=== EXERCISE INPUT ===

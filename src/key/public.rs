//! Public key value object

use crate::asn1::{self, pem};
use crate::b58check;
use crate::curve::{self, CurvePoint};
use crate::error::{Error, Result};
use crate::hashes::hash160;
use crate::params::{
    ADDRESS_VERSION_BYTE, HASH160_SIZE, PUBLIC_KEY_BARE_SIZE, PUBLIC_KEY_COMPRESSED_SIZE,
    PUBLIC_KEY_PEM_LABEL, PUBLIC_KEY_UNCOMPRESSED_SIZE,
};

/// A secp256k1 public key plus its serialization preference
#[derive(Clone, Debug, PartialEq, Eq)]
pub struct PublicKey {
    point: CurvePoint,
    compressed: bool,
}

impl PublicKey {
    /// Parse a public key from bytes, sniffing the format by length and
    /// leading byte.
    ///
    /// Three input forms are recognized:
    ///
    /// | form | length | leading byte |
    /// |---|---|---|
    /// | compressed | 33 | `0x02`/`0x03` |
    /// | uncompressed | 65 | `0x04` |
    /// | bare coordinates (legacy) | 64 | — |
    ///
    /// The bare form is read as `x || y` with an implicit `0x04` prefix.
    /// It is accepted for compatibility with old serializers but never
    /// produced by [`to_bytes`](Self::to_bytes).
    pub fn from_bytes(bytes: &[u8]) -> Result<Self> {
        match (bytes.len(), bytes.first().copied()) {
            (PUBLIC_KEY_COMPRESSED_SIZE, Some(0x02 | 0x03)) => Ok(PublicKey {
                point: curve::point_from_sec1(bytes)?,
                compressed: true,
            }),
            (PUBLIC_KEY_UNCOMPRESSED_SIZE, Some(0x04)) => Ok(PublicKey {
                point: curve::point_from_sec1(bytes)?,
                compressed: false,
            }),
            (PUBLIC_KEY_BARE_SIZE, _) => {
                let mut prefixed = [0u8; PUBLIC_KEY_UNCOMPRESSED_SIZE];
                prefixed[0] = 0x04;
                prefixed[1..].copy_from_slice(bytes);
                Ok(PublicKey {
                    point: curve::point_from_sec1(&prefixed)?,
                    compressed: false,
                })
            }
            (PUBLIC_KEY_COMPRESSED_SIZE | PUBLIC_KEY_UNCOMPRESSED_SIZE, _) => {
                Err(Error::KeyFormat {
                    reason: "unrecognized prefix byte",
                })
            }
            _ => Err(Error::KeyFormat {
                reason: "unrecognized public key length",
            }),
        }
    }

    /// Parse a public key from the hex encoding of any form accepted by
    /// [`from_bytes`](Self::from_bytes)
    pub fn from_hex(s: &str) -> Result<Self> {
        let bytes = hex::decode(s).map_err(|_| Error::Format {
            context: "public key hex",
            reason: "invalid hexadecimal",
        })?;
        Self::from_bytes(&bytes)
    }

    /// Parse a public key from a SubjectPublicKeyInfo DER structure
    pub fn from_der(der: &[u8]) -> Result<Self> {
        let point = asn1::decode_public_der(der)?;
        Self::from_bytes(&point)
    }

    /// Parse a public key from a PEM `PUBLIC KEY` block
    pub fn from_pem(s: &str) -> Result<Self> {
        Self::from_der(&pem::unwrap(PUBLIC_KEY_PEM_LABEL, s)?)
    }

    pub(crate) fn from_point(point: CurvePoint, compressed: bool) -> Self {
        PublicKey { point, compressed }
    }

    /// SEC1 bytes in the form selected by the compression flag (33 or 65
    /// bytes, never the bare 64-byte form)
    pub fn to_bytes(&self) -> Vec<u8> {
        curve::point_to_sec1(&self.point, self.compressed)
    }

    /// Lowercase hex of [`to_bytes`](Self::to_bytes)
    pub fn to_hex(&self) -> String {
        hex::encode(self.to_bytes())
    }

    /// `ripemd160(sha256(to_bytes()))`, the address payload
    pub fn hash160(&self) -> [u8; HASH160_SIZE] {
        hash160(&self.to_bytes())
    }

    /// Lowercase hex of [`hash160`](Self::hash160)
    pub fn hash160_hex(&self) -> String {
        hex::encode(self.hash160())
    }

    /// Base58Check address with the default version byte (0x00)
    pub fn address(&self) -> String {
        self.address_with_version(ADDRESS_VERSION_BYTE)
    }

    /// Base58Check address with an explicit version byte
    pub fn address_with_version(&self, version_byte: u8) -> String {
        b58check::encode(&self.hash160(), version_byte)
    }

    /// SubjectPublicKeyInfo DER; always embeds the uncompressed point form
    /// required by the schema, independent of the compression flag
    pub fn to_der(&self) -> Vec<u8> {
        asn1::encode_public_der(&curve::point_to_uncompressed(&self.point))
    }

    /// PEM `PUBLIC KEY` block around [`to_der`](Self::to_der)
    pub fn to_pem(&self) -> String {
        pem::wrap(PUBLIC_KEY_PEM_LABEL, &self.to_der())
    }

    /// Whether serialization uses the compressed form
    pub fn compressed(&self) -> bool {
        self.compressed
    }
}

===

### PROBLEM DETAILS
Output must consist only of the listing's lines from the first through the line with "by length and", reproduced word for word.

### EXERCISE ANSWER
filename src/key/public.rs
//! Public key value object

use crate::asn1::{self, pem};
use crate::b58check;
use crate::curve::{self, CurvePoint};
use crate::error::{Error, Result};
use crate::hashes::hash160;
use crate::params::{
    ADDRESS_VERSION_BYTE, HASH160_SIZE, PUBLIC_KEY_BARE_SIZE, PUBLIC_KEY_COMPRESSED_SIZE,
    PUBLIC_KEY_PEM_LABEL, PUBLIC_KEY_UNCOMPRESSED_SIZE,
};

/// A secp256k1 public key plus its serialization preference
#[derive(Clone, Debug, PartialEq, Eq)]
pub struct PublicKey {
    point: CurvePoint,
    compressed: bool,
}

impl PublicKey {
    /// Parse a public key from bytes, sniffing the format by length and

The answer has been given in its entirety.